Na casa de José e Maria, em Nazaré, havia dois cachorrinhos.
Foi a prenda deles para Jesus, o Filho de Deus, que Maria concebeu.
Todos os dias, os cães saíam a passear com os donos,
sobretudo com Jesus, e eram tantas as diversões com as crianças da vizinhança.
Os cães corriam para as crianças e, ao serem chamadas pelos
seus nomes, voltavam a correr com a língua de fora e a mover a cauda até junto
de Jesus.
Mas a vida dos cachorros não era só brincadeira. Eles também
cuidavam da casa. Se um estranho aparecesse ao portão, a família era alertada
pelos latidos nervosos dos cães.
Uma vez por semana, Maria, José ou Jesus enchiam uma bacia
com água e sabão e davam um bom banho aos seus cachorros. Depois do banho, os
cães sacudiam-se bastante até que toda a água do pelo desaparecesse. O que
vinha depois era o melhor, pois recebiam um prato grande de comida e água fresca.
Mesmo estando bem alimentados, os cães gostavam de recostar-se
debaixo da mesa da cozinha à hora das refeições. Sim, porque enquanto os donos
comiam, caía sempre alguma migalha, algum pedaço de alimento, e eles deliciavam-se
com aquelas sobras.
Jesus sorria sempre, observando os cães a comer as migalhas
que caíam da mesa. E algumas vezes até lhe dava da sua própria comida, só para
os ver a comer com satisfação.
Por isso, um dia, quando andava com os apóstolos a anunciar
o Reino de Deus e foi para os lados de Tiro e Sidónia, um acontecimento fez com
que Ele se lembrasse daquelas cenas.
Uma mulher cananeia estava muito angustiada, porque ela tinha
uma única filha e a menina estava muito doente. Tão doente que todos pensavam
que ela morreria.
Ao ver Jesus, suplicou-lhe a mulher: «Por favor, Jesus, socorre-me!

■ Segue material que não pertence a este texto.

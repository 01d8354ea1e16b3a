//! In-memory collaborator implementations.
//!
//! Used by the test suites and by local development without the sibling
//! services running. Behavior mirrors the real services closely enough for
//! the gateway's contracts: read receipts are idempotent, deletes return the
//! removed record, unknown ids surface as [`ClientError::NotFound`].

use std::sync::atomic::{AtomicU64, Ordering};
use std::sync::{Arc, Mutex};

use async_trait::async_trait;
use chrono::Utc;
use dashmap::DashMap;

use super::{
    CallOutcome, CallRecord, CallRecordDraft, CallRecordStore, ClientError, Collaborators,
    Conversation, ConversationStore, Message, MessageDraft, MessageStore, PushDelivery,
    PushNotification, UserDirectory, UserProfile,
};

#[derive(Default)]
pub struct InMemoryUserDirectory {
    users: DashMap<String, UserProfile>,
}

impl InMemoryUserDirectory {
    pub fn new() -> Self {
        Self::default()
    }

    pub fn insert(&self, profile: UserProfile) {
        self.users.insert(profile.id.clone(), profile);
    }

    pub fn set_status(&self, user_id: &str, status: super::UserStatus) {
        if let Some(mut entry) = self.users.get_mut(user_id) {
            entry.status = status;
        }
    }
}

#[async_trait]
impl UserDirectory for InMemoryUserDirectory {
    async fn fetch_user(&self, user_id: &str) -> Result<UserProfile, ClientError> {
        self.users
            .get(user_id)
            .map(|entry| entry.value().clone())
            .ok_or_else(|| ClientError::NotFound(format!("user {}", user_id)))
    }

    async fn fetch_users(&self, user_ids: &[String]) -> Result<Vec<UserProfile>, ClientError> {
        Ok(user_ids
            .iter()
            .filter_map(|id| self.users.get(id).map(|entry| entry.value().clone()))
            .collect())
    }
}

#[derive(Default)]
pub struct InMemoryConversationStore {
    conversations: DashMap<String, Conversation>,
    unread: DashMap<(String, String), u64>,
}

impl InMemoryConversationStore {
    pub fn new() -> Self {
        Self::default()
    }

    pub fn insert(&self, conversation: Conversation) {
        self.conversations
            .insert(conversation.id.clone(), conversation);
    }

    pub fn unread_count(&self, conversation_id: &str, user_id: &str) -> u64 {
        self.unread
            .get(&(conversation_id.to_string(), user_id.to_string()))
            .map(|entry| *entry)
            .unwrap_or(0)
    }
}

#[async_trait]
impl ConversationStore for InMemoryConversationStore {
    async fn conversations_for_user(
        &self,
        user_id: &str,
    ) -> Result<Vec<Conversation>, ClientError> {
        Ok(self
            .conversations
            .iter()
            .filter(|entry| entry.participant_ids.iter().any(|p| p == user_id))
            .map(|entry| entry.value().clone())
            .collect())
    }

    async fn fetch_conversation(
        &self,
        conversation_id: &str,
    ) -> Result<Conversation, ClientError> {
        self.conversations
            .get(conversation_id)
            .map(|entry| entry.value().clone())
            .ok_or_else(|| ClientError::NotFound(format!("conversation {}", conversation_id)))
    }

    async fn increment_unread(
        &self,
        conversation_id: &str,
        except_user_id: &str,
    ) -> Result<(), ClientError> {
        let conversation = self.fetch_conversation(conversation_id).await?;
        for participant in &conversation.participant_ids {
            if participant == except_user_id {
                continue;
            }
            *self
                .unread
                .entry((conversation_id.to_string(), participant.clone()))
                .or_insert(0) += 1;
        }
        Ok(())
    }

    async fn mark_read(&self, conversation_id: &str, user_id: &str) -> Result<(), ClientError> {
        self.unread
            .insert((conversation_id.to_string(), user_id.to_string()), 0);
        Ok(())
    }
}

#[derive(Default)]
pub struct InMemoryMessageStore {
    messages: DashMap<String, Message>,
    sequence: AtomicU64,
}

impl InMemoryMessageStore {
    pub fn new() -> Self {
        Self::default()
    }

    pub fn fetch(&self, message_id: &str) -> Option<Message> {
        self.messages.get(message_id).map(|entry| entry.value().clone())
    }
}

#[async_trait]
impl MessageStore for InMemoryMessageStore {
    async fn create_message(&self, draft: &MessageDraft) -> Result<Message, ClientError> {
        let seq = self.sequence.fetch_add(1, Ordering::SeqCst);
        let message = Message {
            id: format!("msg-{}", seq + 1),
            conversation_id: draft.conversation_id.clone(),
            sender_id: draft.sender_id.clone(),
            message_type: draft.message_type,
            content: draft.content.clone(),
            attachments: draft.attachments.clone(),
            reply_to_id: draft.reply_to_id.clone(),
            forwarded_from_id: draft.forwarded_from_id.clone(),
            reactions: Vec::new(),
            read_by: Vec::new(),
            created_at: Utc::now(),
            edited_at: None,
        };
        self.messages.insert(message.id.clone(), message.clone());
        Ok(message)
    }

    async fn fetch_message(&self, message_id: &str) -> Result<Message, ClientError> {
        self.fetch(message_id)
            .ok_or_else(|| ClientError::NotFound(format!("message {}", message_id)))
    }

    async fn edit_message(
        &self,
        message_id: &str,
        _user_id: &str,
        content: &str,
    ) -> Result<Message, ClientError> {
        let mut entry = self
            .messages
            .get_mut(message_id)
            .ok_or_else(|| ClientError::NotFound(format!("message {}", message_id)))?;
        entry.content = Some(content.to_string());
        entry.edited_at = Some(Utc::now());
        Ok(entry.clone())
    }

    async fn delete_message(
        &self,
        message_id: &str,
        _user_id: &str,
    ) -> Result<Message, ClientError> {
        self.messages
            .remove(message_id)
            .map(|(_, message)| message)
            .ok_or_else(|| ClientError::NotFound(format!("message {}", message_id)))
    }

    async fn add_reaction(
        &self,
        message_id: &str,
        user_id: &str,
        emoji: &str,
    ) -> Result<(), ClientError> {
        let mut entry = self
            .messages
            .get_mut(message_id)
            .ok_or_else(|| ClientError::NotFound(format!("message {}", message_id)))?;
        match entry.reactions.iter_mut().find(|r| r.emoji == emoji) {
            Some(reaction) => {
                if !reaction.user_ids.iter().any(|u| u == user_id) {
                    reaction.user_ids.push(user_id.to_string());
                }
            }
            None => entry.reactions.push(super::Reaction {
                emoji: emoji.to_string(),
                user_ids: vec![user_id.to_string()],
            }),
        }
        Ok(())
    }

    async fn remove_reaction(
        &self,
        message_id: &str,
        user_id: &str,
        emoji: &str,
    ) -> Result<(), ClientError> {
        let mut entry = self
            .messages
            .get_mut(message_id)
            .ok_or_else(|| ClientError::NotFound(format!("message {}", message_id)))?;
        if let Some(reaction) = entry.reactions.iter_mut().find(|r| r.emoji == emoji) {
            reaction.user_ids.retain(|u| u != user_id);
        }
        entry.reactions.retain(|r| !r.user_ids.is_empty());
        Ok(())
    }

    async fn add_read_receipt(
        &self,
        message_id: &str,
        user_id: &str,
    ) -> Result<(), ClientError> {
        let mut entry = self
            .messages
            .get_mut(message_id)
            .ok_or_else(|| ClientError::NotFound(format!("message {}", message_id)))?;
        if !entry.read_by.iter().any(|u| u == user_id) {
            entry.read_by.push(user_id.to_string());
        }
        Ok(())
    }
}

#[derive(Default)]
pub struct InMemoryCallRecordStore {
    records: DashMap<String, CallRecord>,
    joined: DashMap<String, Vec<String>>,
    outcomes: DashMap<String, (CallOutcome, u64)>,
    sequence: AtomicU64,
}

impl InMemoryCallRecordStore {
    pub fn new() -> Self {
        Self::default()
    }

    pub fn outcome_of(&self, record_id: &str) -> Option<(CallOutcome, u64)> {
        self.outcomes.get(record_id).map(|entry| *entry)
    }

    pub fn joined_users(&self, record_id: &str) -> Vec<String> {
        self.joined
            .get(record_id)
            .map(|entry| entry.value().clone())
            .unwrap_or_default()
    }
}

#[async_trait]
impl CallRecordStore for InMemoryCallRecordStore {
    async fn create_call(&self, draft: &CallRecordDraft) -> Result<CallRecord, ClientError> {
        let seq = self.sequence.fetch_add(1, Ordering::SeqCst);
        let record = CallRecord {
            id: format!("callrec-{}", seq + 1),
            conversation_id: draft.conversation_id.clone(),
            initiator_id: draft.initiator_id.clone(),
            participant_ids: draft.participant_ids.clone(),
            call_type: draft.call_type,
        };
        self.records.insert(record.id.clone(), record.clone());
        Ok(record)
    }

    async fn participant_joined(
        &self,
        record_id: &str,
        user_id: &str,
    ) -> Result<(), ClientError> {
        self.joined
            .entry(record_id.to_string())
            .or_default()
            .push(user_id.to_string());
        Ok(())
    }

    async fn update_outcome(
        &self,
        record_id: &str,
        outcome: CallOutcome,
        duration_secs: u64,
    ) -> Result<(), ClientError> {
        self.outcomes
            .insert(record_id.to_string(), (outcome, duration_secs));
        Ok(())
    }
}

/// Push delivery double that records every dispatched notification.
#[derive(Default)]
pub struct RecordingPushDelivery {
    sent: Mutex<Vec<(String, PushNotification)>>,
}

impl RecordingPushDelivery {
    pub fn new() -> Self {
        Self::default()
    }

    pub fn sent(&self) -> Vec<(String, PushNotification)> {
        self.sent.lock().unwrap().clone()
    }
}

#[async_trait]
impl PushDelivery for RecordingPushDelivery {
    async fn send(
        &self,
        device_token: &str,
        notification: &PushNotification,
    ) -> Result<(), ClientError> {
        self.sent
            .lock()
            .unwrap()
            .push((device_token.to_string(), notification.clone()));
        Ok(())
    }
}

/// Concrete handles to the in-memory collaborators, for seeding and
/// inspection from tests.
#[derive(Clone)]
pub struct MemoryHandles {
    pub users: Arc<InMemoryUserDirectory>,
    pub conversations: Arc<InMemoryConversationStore>,
    pub messages: Arc<InMemoryMessageStore>,
    pub calls: Arc<InMemoryCallRecordStore>,
    pub push: Arc<RecordingPushDelivery>,
}

/// Build a [`Collaborators`] bundle backed entirely by in-memory doubles.
pub fn memory_collaborators() -> (Collaborators, MemoryHandles) {
    let handles = MemoryHandles {
        users: Arc::new(InMemoryUserDirectory::new()),
        conversations: Arc::new(InMemoryConversationStore::new()),
        messages: Arc::new(InMemoryMessageStore::new()),
        calls: Arc::new(InMemoryCallRecordStore::new()),
        push: Arc::new(RecordingPushDelivery::new()),
    };
    let collab = Collaborators {
        users: handles.users.clone(),
        conversations: handles.conversations.clone(),
        messages: handles.messages.clone(),
        calls: handles.calls.clone(),
        push: handles.push.clone(),
    };
    (collab, handles)
}

#[cfg(test)]
mod tests {
    use super::*;
    use crate::clients::MessageType;

    fn draft(conversation: &str, sender: &str, content: &str) -> MessageDraft {
        MessageDraft {
            conversation_id: conversation.to_string(),
            sender_id: sender.to_string(),
            message_type: MessageType::Text,
            content: Some(content.to_string()),
            attachments: Vec::new(),
            reply_to_id: None,
            forwarded_from_id: None,
        }
    }

    #[tokio::test]
    async fn read_receipt_is_idempotent() {
        let store = InMemoryMessageStore::new();
        let message = store.create_message(&draft("c1", "u1", "hi")).await.unwrap();

        store.add_read_receipt(&message.id, "u2").await.unwrap();
        store.add_read_receipt(&message.id, "u2").await.unwrap();

        let stored = store.fetch(&message.id).unwrap();
        assert_eq!(stored.read_by, vec!["u2".to_string()]);
    }

    #[tokio::test]
    async fn unread_increment_skips_sender() {
        let store = InMemoryConversationStore::new();
        store.insert(Conversation {
            id: "c1".to_string(),
            name: None,
            is_group: false,
            participant_ids: vec!["u1".to_string(), "u2".to_string()],
        });

        store.increment_unread("c1", "u1").await.unwrap();
        store.increment_unread("c1", "u1").await.unwrap();

        assert_eq!(store.unread_count("c1", "u1"), 0);
        assert_eq!(store.unread_count("c1", "u2"), 2);
    }
}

A minha filha está muito doente!»
Num primeiro instante, em vez de atender ou, até, de acompanhar
a mulher para ver a menina, Jesus apenas lhe disse: «Não posso ajudá-la, porque
vocês não fazem parte do povo de Deus.» Depois, usou uma metáfora: «Os pais não
tiram a comida dos filhos para dar aos cachorros.»
Então, a mulher respondeu imediatamente: «É verdade, Jesus.
Mas os cachorrinhos comem das migalhas que caem da mesa dos filhos. Senhor, não
tens alguma migalha de atenção e cura para a minha filhinha?»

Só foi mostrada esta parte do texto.